The computation of SIG is relatively uncomplicated and can be done with idiosyncratic estimation of a rate constant from reference BG data or using “global” population estimates of this parameter. As presented in Table 1, the differences, in terms of accuracy, between idiosyncratic and global rate constants are minimal. Thus, future studies could establish SIG as a bias-correction tool when seeking to compare results across accuracy experiments. The utility of that tool may seem limited: many studies are designed precisely to bypass this confounder by putting multiple sensors on the same patients and calibrating them the same way. However, in a growing marketplace of sensors such demanding comparisons may become infeasible. In addition, such a tool would allow data combination from multiple studies to increase their power.
During the development of SIG methodology we have experimented with different, including nonlinear, forms of the model, incorporating features such as (i) glucose uptake controlled by nonlinear kinetics, (ii) flow-limited rate of glucose transfer, (iii) active transport models of glucose transport across the microvasculature, (iv) gradient corrections for large interstitial compartments, and (v) use of state space models and filters for estimation.16 So far, we have no compelling results showing any of the aforementioned as superior to the minimal assumptions outlined in our methodology. However, continued experiments are needed, particularly regarding the application of SIG methodology to nonclamp field data where the parameters likely vary in time and may have much higher variance than in our relatively small study in a well-controlled environment.
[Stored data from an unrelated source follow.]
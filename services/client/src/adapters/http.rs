//! services/client/src/adapters/http.rs
//!
//! This module contains the adapter for the remote library API over `reqwest`.
//! It implements the `HttpTransport` port from the `core` crate.

use async_trait::async_trait;
use library_core::ports::{
    FormValue, HttpRequest, HttpResponse, HttpTransport, Method, PortError, PortResult, RequestBody,
};
use reqwest::multipart::{Form, Part};
use std::time::Duration;
use tracing::debug;

//=========================================================================================
// The Main Adapter Struct
//=========================================================================================

/// An adapter that sends raw requests to the API below `base_url`.
#[derive(Debug, Clone)]
pub struct ReqwestTransport {
    client: reqwest::Client,
    base_url: String,
}

impl ReqwestTransport {
    /// Creates a new `ReqwestTransport`.
    pub fn new(base_url: impl Into<String>, timeout: Duration) -> Result<Self, reqwest::Error> {
        let client = reqwest::Client::builder().timeout(timeout).build()?;
        Ok(Self {
            client,
            base_url: base_url.into().trim_end_matches('/').to_string(),
        })
    }

    fn url(&self, path: &str) -> String {
        if path.starts_with('/') {
            format!("{}{}", self.base_url, path)
        } else {
            format!("{}/{}", self.base_url, path)
        }
    }
}

fn to_form(parts: Vec<library_core::FormPart>) -> PortResult<Form> {
    let mut form = Form::new();
    for part in parts {
        form = match part.value {
            FormValue::Text(text) => form.text(part.name, text),
            FormValue::File(upload) => {
                let file = Part::bytes(upload.bytes.to_vec())
                    .file_name(upload.file_name)
                    .mime_str(&upload.content_type)
                    .map_err(|e| PortError::Unexpected(format!("invalid upload content type: {}", e)))?;
                form.part(part.name, file)
            }
        };
    }
    Ok(form)
}

//=========================================================================================
// `HttpTransport` Trait Implementation
//=========================================================================================

#[async_trait]
impl HttpTransport for ReqwestTransport {
    async fn send(&self, request: HttpRequest) -> PortResult<HttpResponse> {
        let method = match request.method {
            Method::Get => reqwest::Method::GET,
            Method::Post => reqwest::Method::POST,
            Method::Put => reqwest::Method::PUT,
            Method::Delete => reqwest::Method::DELETE,
        };
        let url = self.url(&request.path);

        let mut builder = self.client.request(method, &url);
        if !request.query.is_empty() {
            builder = builder.query(&request.query);
        }
        for (name, value) in &request.headers {
            builder = builder.header(name.as_str(), value.as_str());
        }
        builder = match request.body {
            RequestBody::Empty => builder,
            RequestBody::Json(bytes) => builder.body(bytes),
            RequestBody::Multipart(parts) => builder.multipart(to_form(parts)?),
        };

        let response = builder
            .send()
            .await
            .map_err(|e| PortError::Transport(e.to_string()))?;

        let status = response.status().as_u16();
        let headers = response
            .headers()
            .iter()
            .filter_map(|(name, value)| {
                value
                    .to_str()
                    .ok()
                    .map(|v| (name.as_str().to_string(), v.to_string()))
            })
            .collect();
        let body = response
            .bytes()
            .await
            .map_err(|e| PortError::Transport(e.to_string()))?;

        debug!(method = %request.method, url = %url, status, bytes = body.len(), "Response received");
        Ok(HttpResponse {
            status,
            headers,
            body,
        })
    }
}

#[cfg(test)]
mod tests {
    use super::*;
    use bytes::Bytes;
    use library_core::{FileUpload, FormPart};
    use wiremock::matchers::{body_string, header, header_regex, method, path, query_param};
    use wiremock::{Mock, MockServer, ResponseTemplate};

    fn transport(server: &MockServer) -> ReqwestTransport {
        ReqwestTransport::new(format!("{}/", server.uri()), Duration::from_secs(5)).unwrap()
    }

    #[tokio::test]
    async fn forwards_query_headers_and_json_body() {
        let server = MockServer::start().await;
        Mock::given(method("PUT"))
            .and(path("/categories/3"))
            .and(query_param("verbose", "1"))
            .and(header("authorization", "Bearer t0k"))
            .and(body_string(r#"{"category_name":"Poetry"}"#))
            .respond_with(
                ResponseTemplate::new(200)
                    .insert_header("content-type", "application/json")
                    .set_body_string(r#"{"success":true}"#),
            )
            .mount(&server)
            .await;

        let mut request = HttpRequest::new(Method::Put, "/categories/3")
            .query("verbose", "1")
            .body(RequestBody::Json(Bytes::from_static(br#"{"category_name":"Poetry"}"#)));
        request.set_header("Authorization", "Bearer t0k");
        request.set_header("Content-Type", "application/json");

        let response = transport(&server).send(request).await.unwrap();
        assert_eq!(response.status, 200);
        assert_eq!(response.content_type(), Some("application/json"));
        assert_eq!(&response.body[..], br#"{"success":true}"#);
    }

    #[tokio::test]
    async fn multipart_bodies_carry_their_own_boundary() {
        let server = MockServer::start().await;
        Mock::given(method("POST"))
            .and(path("/books"))
            .and(header_regex("content-type", "^multipart/form-data; boundary="))
            .respond_with(ResponseTemplate::new(201).set_body_string(r#"{"success":true}"#))
            .mount(&server)
            .await;

        let request = HttpRequest::new(Method::Post, "/books").body(RequestBody::Multipart(vec![
            FormPart::text("title", "Dune"),
            FormPart::file(
                "book_file",
                FileUpload {
                    file_name: "dune.pdf".to_string(),
                    content_type: "application/pdf".to_string(),
                    bytes: Bytes::from_static(b"%PDF-1.7"),
                },
            ),
        ]));

        let response = transport(&server).send(request).await.unwrap();
        assert_eq!(response.status, 201);
    }

    #[tokio::test]
    async fn escaped_path_segments_reach_the_server_intact() {
        let server = MockServer::start().await;
        Mock::given(method("GET"))
            .and(path("/categories/books/Sci%5CFi"))
            .respond_with(ResponseTemplate::new(200).set_body_string(r#"{"success":true,"books":[]}"#))
            .mount(&server)
            .await;

        let response = transport(&server)
            .send(HttpRequest::new(Method::Get, "/categories/books/Sci%5CFi"))
            .await
            .unwrap();
        assert_eq!(response.status, 200);
    }

    #[tokio::test]
    async fn error_statuses_are_responses_not_failures() {
        let server = MockServer::start().await;
        Mock::given(method("GET"))
            .and(path("/bookmarks"))
            .respond_with(ResponseTemplate::new(401).set_body_string(r#"{"success":false,"error":"expired"}"#))
            .mount(&server)
            .await;

        let response = transport(&server)
            .send(HttpRequest::new(Method::Get, "/bookmarks"))
            .await
            .unwrap();
        assert_eq!(response.status, 401);
    }

    #[tokio::test]
    async fn unreachable_server_is_a_transport_error() {
        let transport = ReqwestTransport::new("http://127.0.0.1:9", Duration::from_millis(500)).unwrap();
        let err = transport
            .send(HttpRequest::new(Method::Get, "/books/all"))
            .await
            .unwrap_err();
        assert!(matches!(err, PortError::Transport(_)));
    }
}
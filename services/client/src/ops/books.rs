//! services/client/src/ops/books.rs

use library_core::ports::{FormPart, Method};
use library_core::{Book, BookDraft, BookFilter, BookId, BookPatch};

use super::wire::{collect, BookEnvelope, BookRecord, BooksEnvelope, MessageEnvelope};
use super::Reply;
use crate::error::RequestError;
use crate::http_client::ApiClient;

#[derive(Clone)]
pub struct BooksApi {
    api: ApiClient,
}

impl BooksApi {
    pub fn new(api: ApiClient) -> Self {
        Self { api }
    }

    /// Reads a book list. Filters with a search text or category go to the
    /// search endpoint, the others to the paged listing.
    pub async fn list(&self, filter: &BookFilter, default_limit: u32) -> Result<Vec<Book>, RequestError> {
        let envelope: BooksEnvelope = if filter.is_search() {
            let mut query = vec![("q", filter.query.trim().to_string())];
            if let Some(category) = filter.category.as_ref().filter(|c| !c.is_empty()) {
                query.push(("category", category.clone()));
            }
            self.api.get("/books", &query).await?
        } else {
            let mut query = Vec::new();
            if let Some(page) = filter.page {
                query.push(("page", page.to_string()));
                query.push(("limit", filter.limit.unwrap_or(default_limit).to_string()));
            }
            self.api.get("/books/all", &query).await?
        };
        collect(envelope.books, BookRecord::into_domain)
    }

    pub async fn get(&self, id: BookId) -> Result<Book, RequestError> {
        let envelope: BookEnvelope = self.api.get(&format!("/books/{}", id), &[]).await?;
        envelope
            .book
            .ok_or_else(|| RequestError::NotFound("Book not found".to_string()))?
            .into_domain()
    }

    pub async fn create(&self, draft: &BookDraft) -> Result<Reply<Option<Book>>, RequestError> {
        let mut parts = vec![
            FormPart::text("title", draft.title.clone()),
            FormPart::text("author", draft.author.clone()),
            FormPart::text("category_id", draft.category_id.to_string()),
            FormPart::text("description", draft.description.clone()),
        ];
        if let Some(file) = &draft.book_file {
            parts.push(FormPart::file("book_file", file.clone()));
        }
        if let Some(cover) = &draft.cover_image {
            parts.push(FormPart::file("cover_image", cover.clone()));
        }

        let envelope: BookEnvelope = self.api.send_multipart(Method::Post, "/books", parts).await?;
        let book = envelope.book.map(BookRecord::into_domain).transpose()?;
        Ok(Reply::new(book, envelope.message))
    }

    /// Sends only the supplied fields; blank text fields are left out.
    pub async fn update(&self, id: BookId, patch: &BookPatch) -> Result<Reply<()>, RequestError> {
        let envelope: MessageEnvelope = self
            .api
            .send_multipart(Method::Put, &format!("/books/{}", id), update_parts(patch))
            .await?;
        Ok(Reply::new((), envelope.message))
    }

    pub async fn delete(&self, id: BookId) -> Result<Reply<()>, RequestError> {
        let envelope: MessageEnvelope = self
            .api
            .send_json::<(), _>(Method::Delete, &format!("/books/{}", id), None, Default::default())
            .await?;
        Ok(Reply::new((), envelope.message))
    }
}

fn update_parts(patch: &BookPatch) -> Vec<FormPart> {
    let text_fields = [
        ("title", patch.title.as_deref()),
        ("author", patch.author.as_deref()),
        ("description", patch.description.as_deref()),
    ];
    let mut parts: Vec<FormPart> = text_fields
        .into_iter()
        .filter_map(|(name, value)| {
            value
                .filter(|v| !v.trim().is_empty())
                .map(|v| FormPart::text(name, v))
        })
        .collect();
    if let Some(category) = patch.category_id {
        parts.push(FormPart::text("category_id", category.to_string()));
    }
    if let Some(file) = &patch.book_file {
        parts.push(FormPart::file("book_file", file.clone()));
    }
    if let Some(cover) = &patch.cover_image {
        parts.push(FormPart::file("cover_image", cover.clone()));
    }
    parts
}
//! services/client/src/ops/bookmarks.rs

use library_core::ports::Method;
use library_core::{Book, BookId};

use super::wire::{collect, BookRecord, BooksEnvelope, MessageEnvelope};
use super::Reply;
use crate::error::RequestError;
use crate::http_client::{ApiClient, CallOptions};

/// The current user's bookmarks. The server scopes them by the bearer token.
#[derive(Clone)]
pub struct BookmarksApi {
    api: ApiClient,
}

impl BookmarksApi {
    pub fn new(api: ApiClient) -> Self {
        Self { api }
    }

    pub async fn list(&self) -> Result<Vec<Book>, RequestError> {
        let envelope: BooksEnvelope = self.api.get("/bookmarks", &[]).await?;
        collect(envelope.books, BookRecord::into_domain)
    }

    pub async fn add(&self, book_id: BookId) -> Result<Reply<()>, RequestError> {
        self.call(Method::Post, book_id).await
    }

    pub async fn remove(&self, book_id: BookId) -> Result<Reply<()>, RequestError> {
        self.call(Method::Delete, book_id).await
    }

    async fn call(&self, method: Method, book_id: BookId) -> Result<Reply<()>, RequestError> {
        let envelope: MessageEnvelope = self
            .api
            .send_json::<(), _>(method, &format!("/bookmarks/{}", book_id), None, CallOptions::default())
            .await?;
        Ok(Reply::new((), envelope.message))
    }
}
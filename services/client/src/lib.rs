//! services/client/src/lib.rs
//!
//! The digital library client: session handling, the authenticated HTTP
//! client, the query cache, the resource handle manager and the typed
//! domain operations, wired together by [`library::Library`].

pub mod adapters;
pub mod cache;
pub mod config;
pub mod error;
pub mod http_client;
pub mod library;
pub mod ops;
pub mod resources;
pub mod session;

pub use library::{Library, LibraryPorts};
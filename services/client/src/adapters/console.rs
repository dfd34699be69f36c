//! services/client/src/adapters/console.rs
//!
//! Presentation ports for the command line: navigation is logged, notices are
//! printed to standard error.

use library_core::ports::{Navigator, Notifier};
use library_core::{Notice, NoticeLevel, Route};
use tracing::{info, warn};

#[derive(Debug, Default, Clone)]
pub struct ConsoleNavigator;

impl Navigator for ConsoleNavigator {
    fn navigate(&self, route: Route) {
        info!(route = route.path(), "Navigating");
        if route == Route::Login {
            eprintln!("→ please log in (`library login <username>`)");
        }
    }
}

#[derive(Debug, Default, Clone)]
pub struct ConsoleNotifier;

impl Notifier for ConsoleNotifier {
    fn notify(&self, notice: Notice) {
        match notice.level {
            NoticeLevel::Success => {
                info!(message = %notice.message, "Notice");
                eprintln!("✓ {}", notice.message);
            }
            NoticeLevel::Error => {
                warn!(message = %notice.message, "Notice");
                eprintln!("✗ {}", notice.message);
            }
        }
    }
}
//! services/client/src/ops/auth.rs
//!
//! The public authentication endpoints. A 401 here means bad credentials, not
//! an expired session, so these calls bypass the global interception.

use library_core::ports::Method;
use library_core::{Registration, UserRecord};
use serde::Serialize;

use super::wire::{LoginEnvelope, MessageEnvelope};
use super::Reply;
use crate::error::RequestError;
use crate::http_client::{ApiClient, CallOptions};

#[derive(Serialize)]
struct LoginBody<'a> {
    username: &'a str,
    password: &'a str,
}

#[derive(Serialize)]
struct RegistrationBody<'a> {
    username: &'a str,
    email: &'a str,
    password: &'a str,
    full_name: &'a str,
    gender: &'static str,
    role: &'static str,
}

/// A token and the (possibly partial) user record issued at login.
#[derive(Debug, Clone)]
pub struct LoginGrant {
    pub token: String,
    pub user: UserRecord,
}

#[derive(Clone)]
pub struct AuthApi {
    api: ApiClient,
}

impl AuthApi {
    pub fn new(api: ApiClient) -> Self {
        Self { api }
    }

    pub async fn login(&self, username: &str, password: &str) -> Result<LoginGrant, RequestError> {
        let body = LoginBody { username, password };
        let envelope: LoginEnvelope = self
            .api
            .send_json(Method::Post, "/auth/login", Some(&body), CallOptions::public())
            .await?;
        if envelope.token.trim().is_empty() {
            return Err(RequestError::Protocol("login response carries an empty token".to_string()));
        }
        Ok(LoginGrant {
            token: envelope.token,
            user: envelope.user.into_domain()?,
        })
    }

    pub async fn register(&self, registration: &Registration) -> Result<Reply<()>, RequestError> {
        let body = RegistrationBody {
            username: &registration.username,
            email: &registration.email,
            password: &registration.password,
            full_name: &registration.full_name,
            gender: registration.gender.as_str(),
            role: registration.role.as_str(),
        };
        let envelope: MessageEnvelope = self
            .api
            .send_json(Method::Post, "/auth/register", Some(&body), CallOptions::public())
            .await?;
        Ok(Reply::new((), envelope.message))
    }
}
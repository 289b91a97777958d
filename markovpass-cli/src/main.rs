use std::fs::File;
use std::io::Read;
use std::path::{Path, PathBuf};
use std::process::ExitCode;

use anyhow::{Context, Result};
use clap::Parser;
use env_logger::Env;
use markovpass_core::corpus::Corpus;
use markovpass_core::model::constraints::{GenerationConstraints, sampled_order};
use markovpass_core::model::generator::ConstrainedGenerator;
use markovpass_core::model::passphrase::PassphraseBuilder;

/// Generate pronounceable passphrases from a Markov chain trained on a
/// word list.
#[derive(Parser)]
#[command(
    name = "markovpass",
    version,
    about = "Generate pronounceable passphrases from a word list",
    after_help = "Unspecified order and length bounds are drawn at random \
                  from small reference ranges at each invocation."
)]
struct Cli {
    /// Generate N hyphen-delimited tokens
    #[arg(long, default_value_t = 2)]
    count: usize,

    /// Chain order (default: 3 or 4)
    #[arg(long)]
    order: Option<usize>,

    /// Minimum token length (default: 3 or 4)
    #[arg(long)]
    min_length: Option<usize>,

    /// Maximum token length (default: 6 or 7)
    #[arg(long)]
    max_length: Option<usize>,

    /// Give up on a token after N rejected draws
    #[arg(long, default_value_t = 100)]
    max_attempts: usize,

    /// Accept tokens that are literal dictionary words
    #[arg(long)]
    allow_duplicates: bool,

    /// Word list to train on, one word per line
    #[arg(long, default_value = "/usr/share/dict/words")]
    wordlist: PathBuf,

    /// Print the full result object as JSON
    #[arg(long)]
    json: bool,
}

/// Keeps only words usable as training material: 3 to 9 characters,
/// strictly alphabetic. Possessives, hyphenated entries, and abbreviations
/// common in system dictionaries are dropped.
fn usable_word(word: &str) -> bool {
    (3..=9).contains(&word.chars().count()) && word.chars().all(|c| c.is_ascii_alphabetic())
}

/// Loads a word list file and curates it into a corpus.
fn load_corpus<P: AsRef<Path>>(path: P) -> Result<Corpus> {
    let mut contents = String::new();
    File::open(&path)
        .and_then(|mut file| file.read_to_string(&mut contents))
        .with_context(|| format!("failed to read word list {}", path.as_ref().display()))?;

    Ok(Corpus::new(contents.lines().map(str::trim).filter(|word| usable_word(word))))
}

fn main() -> Result<ExitCode> {
    env_logger::Builder::from_env(Env::default().default_filter_or("warn")).init();
    let cli = Cli::parse();

    let mut rng = rand::rng();
    let order = cli.order.unwrap_or_else(|| sampled_order(&mut rng));
    let defaults = GenerationConstraints::sampled(&mut rng);
    let constraints = GenerationConstraints {
        min_length: cli.min_length.unwrap_or(defaults.min_length),
        max_length: cli.max_length.unwrap_or(defaults.max_length),
        max_attempts: cli.max_attempts,
        allow_duplicates: cli.allow_duplicates,
    };

    let corpus = load_corpus(&cli.wordlist)?;
    log::debug!("trained on {} words, order {order}", corpus.len());

    let generator = ConstrainedGenerator::new(corpus, order)?;
    let outcome = PassphraseBuilder::new(generator, constraints).build(cli.count, &mut rng);

    if cli.json {
        println!("{}", serde_json::to_string_pretty(&outcome)?);
    } else if outcome.is_complete() {
        println!("{}", outcome.join("-"));
    }

    if outcome.is_complete() {
        Ok(ExitCode::SUCCESS)
    } else {
        eprintln!(
            "markovpass: unable to generate {} tokens with the given constraints (got {})",
            outcome.options.count,
            outcome.result.len()
        );
        Ok(ExitCode::FAILURE)
    }
}

#[cfg(test)]
mod tests {
    use super::usable_word;

    #[test]
    fn curation_keeps_plain_short_words() {
        assert!(usable_word("cat"));
        assert!(usable_word("Zephyr"));
        assert!(usable_word("abandoned"));
    }

    #[test]
    fn curation_drops_unusable_entries() {
        assert!(!usable_word("it"));
        assert!(!usable_word("encyclopedia"));
        assert!(!usable_word("aaron's"));
        assert!(!usable_word("mother-in-law"));
        assert!(!usable_word(""));
    }
}
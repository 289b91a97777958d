use std::collections::HashMap;

use rand::Rng;

use super::state::State;
use crate::corpus::Corpus;
use crate::error::BuildError;

/// Marker standing in for the missing symbols before a word starts.
pub const START_CHAR: char = '<';
/// Marker recorded as the symbol following the last character of a word.
pub const END_CHAR: char = '>';

/// A fixed-order character chain model trained on a corpus.
///
/// The `ChainModel` stores one state per observed context (the `order`
/// symbols preceding a position, start markers included) and allows
/// probabilistic prediction of the next symbol.
///
/// # Responsibilities
/// - Build the chain from every corpus word in a single scan
/// - Accumulate transition counts for each context
/// - Predict the next symbol given a context
///
/// # Invariants
/// - `order` is always >= 1
/// - Every context reachable from the start context has at least one
///   outgoing transition (possibly only the end marker)
/// - Immutable after construction
#[derive(Clone, Debug, PartialEq)]
pub struct ChainModel {
	/// Number of preceding symbols that form a context.
	order: usize,

	/// Mapping from a context (length `order`) to its corresponding state.
	states: HashMap<String, State>,
}

impl ChainModel {
	/// Trains a chain model of the given order over a whole corpus.
	///
	/// This is a maximum-likelihood estimate: per context, the next-symbol
	/// distribution is proportional to observed frequency, with no
	/// smoothing. Contexts never observed in the corpus have no entry.
	///
	/// # Errors
	/// - `InvalidOrder` if `order < 1`
	/// - `EmptyCorpus` if the corpus has no words
	pub fn build(corpus: &Corpus, order: usize) -> Result<Self, BuildError> {
		if order < 1 {
			return Err(BuildError::InvalidOrder(order));
		}
		if corpus.is_empty() {
			return Err(BuildError::EmptyCorpus);
		}

		let mut model = Self { order, states: HashMap::new() };
		for word in corpus.words() {
			model.add_word(word);
		}
		Ok(model)
	}

	/// Returns the order of the model.
	pub fn order(&self) -> usize {
		self.order
	}

	/// The fixed context every generation walk starts from.
	pub(crate) fn start_context(&self) -> String {
		std::iter::repeat(START_CHAR).take(self.order).collect()
	}

	/// Adds one word to the model.
	///
	/// The word is augmented with `order` start markers and one end marker,
	/// then an `order`-wide window slides across it, recording the
	/// transition from each window to the symbol immediately following.
	/// Short words and word boundaries are thus represented without
	/// overflow.
	fn add_word(&mut self, word: &str) {
		let mut symbols: Vec<char> = Vec::with_capacity(self.order + word.len() + 1);
		symbols.resize(self.order, START_CHAR);
		symbols.extend(word.chars());
		symbols.push(END_CHAR);

		// For each window position
		for start in 0..symbols.len() - self.order {
			let context: String = symbols[start..start + self.order].iter().collect();
			let next_symbol = symbols[start + self.order];

			let state = self.states.entry(context).or_insert_with(State::new);
			state.add_transition(next_symbol);
		}
	}

	/// Draws the next symbol for a context.
	///
	/// Returns `None` if the context was never observed during training.
	pub(crate) fn next_symbol<R: Rng + ?Sized>(&self, context: &str, rng: &mut R) -> Option<char> {
		self.states.get(context)?.next_symbol(rng)
	}
}
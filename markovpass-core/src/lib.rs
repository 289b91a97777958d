//! Markov-chain passphrase generation library.
//!
//! This crate trains a character-level n-gram chain on a word list and
//! samples random walks through it to produce pronounceable, password-like
//! tokens, assembled into multi-word passphrases under length and novelty
//! constraints:
//! - Fixed-order chain models with explicit word-boundary markers
//! - Weighted random walks with an injectable random source
//! - Constraint-bounded generation with a finite retry budget
//!
//! Only the high-level API is exposed publicly. Low-level components
//! are kept internal to ensure consistency and prevent misuse.

/// Word list handling (ordered, deduplicated, membership lookup).
pub mod corpus;

/// Error types for model construction and constrained generation.
pub mod error;

/// Core chain model and generation logic.
///
/// This module exposes the high-level generation interface while keeping
/// internal model representations private.
pub mod model;
//! Top-level module for the chain-based token generation system.
//!
//! This module provides the passphrase generation pipeline, including:
//! - A fixed-order character chain model (`ChainModel`)
//! - Single random walks over a model (`sampler`)
//! - Acceptance constraints (`GenerationConstraints`)
//! - Retry-bounded token generation (`ConstrainedGenerator`)
//! - Passphrase assembly (`PassphraseBuilder`)

/// Fixed-order character chain model (`order >= 1`).
///
/// Handles word ingestion with boundary markers, transition counting,
/// and probabilistic next-symbol prediction.
pub mod chain_model;

/// Acceptance constraints applied to candidate tokens.
///
/// Carries the length bounds, the retry budget, and the novelty policy,
/// together with the documented default-selection constructors.
pub mod constraints;

/// Retry-bounded token generation over a trained model.
///
/// Draws candidates until one satisfies the constraints or the attempt
/// budget is spent.
pub mod generator;

/// Passphrase assembly from repeated constrained generation.
///
/// Collects accepted tokens and reports shortfall as data, not failure.
pub mod passphrase;

/// Single random walk over a chain model.
///
/// Produces one candidate token, bounded by a maximum length.
pub mod sampler;

/// Internal representation of a single chain context.
///
/// Tracks outgoing transitions and supports weighted random sampling.
/// This module is not exposed publicly.
mod state;
use thiserror::Error;

/// Construction-time failures.
///
/// Fatal to the whole generation session: no valid model can exist.
#[derive(Debug, Error, Clone, PartialEq, Eq)]
pub enum BuildError {
	/// The context window must cover at least one preceding symbol.
	#[error("chain order must be at least 1, got {0}")]
	InvalidOrder(usize),

	/// An empty word list leaves nothing to train on.
	#[error("corpus contains no words")]
	EmptyCorpus,
}

/// The per-token retry budget was spent without an accepted candidate.
///
/// Recovered by the passphrase builder, which skips the slot; the caller
/// only ever observes it in aggregate as a shorter result.
#[derive(Debug, Error, Clone, PartialEq, Eq)]
#[error("no candidate satisfied the constraints after {attempts} attempts")]
pub struct ConstraintsUnsatisfiable {
	/// Draws spent before giving up (equals the configured budget).
	pub attempts: usize,
}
In addition, we recognize that some of these different forms may be more appropriate to different interstitial locations. For example, the blood–brain barrier controlling cerebrospinal fluid is thought by many to use active transport17 and would likely be a large compartment. Alternatively, fluid compartments with high glucose values may be better described by nonlinear uptake kinetics. Further developments of SIG methodology would also account for the ways in which factors, such as body mass index or insulin resistance, can be used to produce more accurate population parameters.
This study was supported by Grant RO1 DK 51562 from the National Institutes of Health and by Grant MO1 RR00847 from the University of Virginia General Clinical Research Center.